Aim of the exercise:
Nothing outside the range below should be printed. Output exactly the lines from the line with "let mut controller" to the line with "controller.load();", both included.

Source material:

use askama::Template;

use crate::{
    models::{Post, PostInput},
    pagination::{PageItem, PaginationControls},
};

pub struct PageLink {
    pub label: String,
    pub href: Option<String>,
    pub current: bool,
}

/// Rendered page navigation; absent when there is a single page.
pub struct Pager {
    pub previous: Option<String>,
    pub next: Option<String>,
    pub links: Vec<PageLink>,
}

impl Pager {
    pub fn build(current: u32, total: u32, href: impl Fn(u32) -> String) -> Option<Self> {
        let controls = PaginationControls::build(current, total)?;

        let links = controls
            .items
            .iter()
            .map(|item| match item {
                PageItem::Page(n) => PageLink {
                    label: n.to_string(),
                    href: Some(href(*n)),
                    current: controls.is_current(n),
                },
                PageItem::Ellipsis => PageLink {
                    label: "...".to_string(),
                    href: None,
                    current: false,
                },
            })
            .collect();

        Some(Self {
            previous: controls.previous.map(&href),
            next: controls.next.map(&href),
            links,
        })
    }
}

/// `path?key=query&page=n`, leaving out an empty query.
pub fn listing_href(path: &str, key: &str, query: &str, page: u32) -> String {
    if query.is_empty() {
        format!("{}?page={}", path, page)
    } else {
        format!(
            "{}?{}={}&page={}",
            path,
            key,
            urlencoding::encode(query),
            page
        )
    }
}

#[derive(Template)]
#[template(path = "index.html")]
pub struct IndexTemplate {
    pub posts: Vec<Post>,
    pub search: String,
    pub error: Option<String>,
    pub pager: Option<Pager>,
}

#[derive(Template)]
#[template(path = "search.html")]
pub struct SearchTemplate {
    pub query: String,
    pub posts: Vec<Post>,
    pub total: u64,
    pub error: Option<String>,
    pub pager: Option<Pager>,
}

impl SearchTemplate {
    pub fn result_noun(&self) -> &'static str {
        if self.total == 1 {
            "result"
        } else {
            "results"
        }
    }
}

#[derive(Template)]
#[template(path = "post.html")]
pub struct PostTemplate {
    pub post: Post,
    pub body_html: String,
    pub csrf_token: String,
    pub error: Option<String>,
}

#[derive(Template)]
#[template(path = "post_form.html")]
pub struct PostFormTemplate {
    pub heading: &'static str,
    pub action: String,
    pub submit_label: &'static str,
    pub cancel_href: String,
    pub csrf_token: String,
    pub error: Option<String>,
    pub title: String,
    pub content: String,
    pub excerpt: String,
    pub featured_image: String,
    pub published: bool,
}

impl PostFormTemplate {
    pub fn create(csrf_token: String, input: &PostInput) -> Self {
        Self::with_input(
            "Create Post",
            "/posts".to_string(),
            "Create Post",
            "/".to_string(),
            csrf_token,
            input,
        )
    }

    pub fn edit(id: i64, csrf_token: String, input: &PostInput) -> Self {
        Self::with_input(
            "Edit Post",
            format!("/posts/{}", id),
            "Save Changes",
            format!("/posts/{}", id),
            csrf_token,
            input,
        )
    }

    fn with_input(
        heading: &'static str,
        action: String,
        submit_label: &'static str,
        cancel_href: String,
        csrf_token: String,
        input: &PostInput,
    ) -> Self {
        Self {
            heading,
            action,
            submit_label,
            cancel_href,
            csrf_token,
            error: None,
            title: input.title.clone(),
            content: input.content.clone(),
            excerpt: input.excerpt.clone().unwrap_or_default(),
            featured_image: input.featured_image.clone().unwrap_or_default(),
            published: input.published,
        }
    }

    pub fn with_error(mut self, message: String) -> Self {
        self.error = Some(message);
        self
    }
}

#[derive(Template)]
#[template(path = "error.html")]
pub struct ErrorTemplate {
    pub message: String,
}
==
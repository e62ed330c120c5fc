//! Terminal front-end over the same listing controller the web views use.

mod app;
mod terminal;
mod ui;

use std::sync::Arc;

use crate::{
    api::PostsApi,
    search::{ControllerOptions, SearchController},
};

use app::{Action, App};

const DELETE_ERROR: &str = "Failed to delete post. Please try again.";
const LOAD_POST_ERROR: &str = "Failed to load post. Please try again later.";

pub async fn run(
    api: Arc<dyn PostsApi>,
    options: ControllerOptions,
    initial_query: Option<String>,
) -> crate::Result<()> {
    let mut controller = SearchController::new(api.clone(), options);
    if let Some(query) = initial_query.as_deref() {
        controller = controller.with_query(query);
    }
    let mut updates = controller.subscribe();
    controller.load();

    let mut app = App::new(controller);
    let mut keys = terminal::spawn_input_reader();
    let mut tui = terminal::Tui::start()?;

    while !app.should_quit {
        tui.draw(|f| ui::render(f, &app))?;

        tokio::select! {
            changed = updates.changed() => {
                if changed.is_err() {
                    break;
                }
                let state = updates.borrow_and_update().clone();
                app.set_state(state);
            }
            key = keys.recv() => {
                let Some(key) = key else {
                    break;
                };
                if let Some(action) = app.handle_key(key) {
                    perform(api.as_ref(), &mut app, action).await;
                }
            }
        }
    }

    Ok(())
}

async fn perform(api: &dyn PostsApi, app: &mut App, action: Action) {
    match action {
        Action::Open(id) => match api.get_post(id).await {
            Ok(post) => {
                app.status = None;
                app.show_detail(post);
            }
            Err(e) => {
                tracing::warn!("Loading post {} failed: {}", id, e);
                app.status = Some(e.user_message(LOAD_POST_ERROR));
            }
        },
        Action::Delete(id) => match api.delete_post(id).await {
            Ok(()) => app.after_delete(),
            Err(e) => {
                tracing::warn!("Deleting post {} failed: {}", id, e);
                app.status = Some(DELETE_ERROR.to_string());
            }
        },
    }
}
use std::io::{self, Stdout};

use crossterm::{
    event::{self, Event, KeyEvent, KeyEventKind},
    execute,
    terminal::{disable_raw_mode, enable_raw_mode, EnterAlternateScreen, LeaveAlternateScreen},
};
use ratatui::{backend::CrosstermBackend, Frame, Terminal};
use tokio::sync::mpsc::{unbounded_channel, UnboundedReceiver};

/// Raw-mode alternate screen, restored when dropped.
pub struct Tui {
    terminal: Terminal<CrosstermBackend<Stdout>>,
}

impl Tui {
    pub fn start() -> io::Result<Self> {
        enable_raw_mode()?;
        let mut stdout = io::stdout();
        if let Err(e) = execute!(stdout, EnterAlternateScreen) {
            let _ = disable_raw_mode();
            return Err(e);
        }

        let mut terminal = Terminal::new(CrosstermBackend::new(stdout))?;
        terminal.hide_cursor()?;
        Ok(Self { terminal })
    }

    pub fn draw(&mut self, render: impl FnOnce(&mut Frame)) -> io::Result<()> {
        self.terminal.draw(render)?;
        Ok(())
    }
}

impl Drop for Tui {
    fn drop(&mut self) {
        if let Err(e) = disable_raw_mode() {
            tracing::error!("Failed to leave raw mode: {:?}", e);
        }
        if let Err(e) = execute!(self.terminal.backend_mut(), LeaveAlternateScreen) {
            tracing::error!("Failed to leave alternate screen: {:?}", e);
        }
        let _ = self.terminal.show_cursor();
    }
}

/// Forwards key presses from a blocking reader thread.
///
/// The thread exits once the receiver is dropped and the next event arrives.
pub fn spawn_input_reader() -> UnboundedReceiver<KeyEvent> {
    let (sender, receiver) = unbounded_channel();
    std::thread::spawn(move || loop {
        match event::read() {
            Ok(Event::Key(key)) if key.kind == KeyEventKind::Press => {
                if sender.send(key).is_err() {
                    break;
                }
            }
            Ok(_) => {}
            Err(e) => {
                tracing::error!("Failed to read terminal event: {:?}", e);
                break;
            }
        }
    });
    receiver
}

Finished exercise:
    let mut controller = SearchController::new(api.clone(), options);
    if let Some(query) = initial_query.as_deref() {
        controller = controller.with_query(query);
    }
    let mut updates = controller.subscribe();
    controller.load();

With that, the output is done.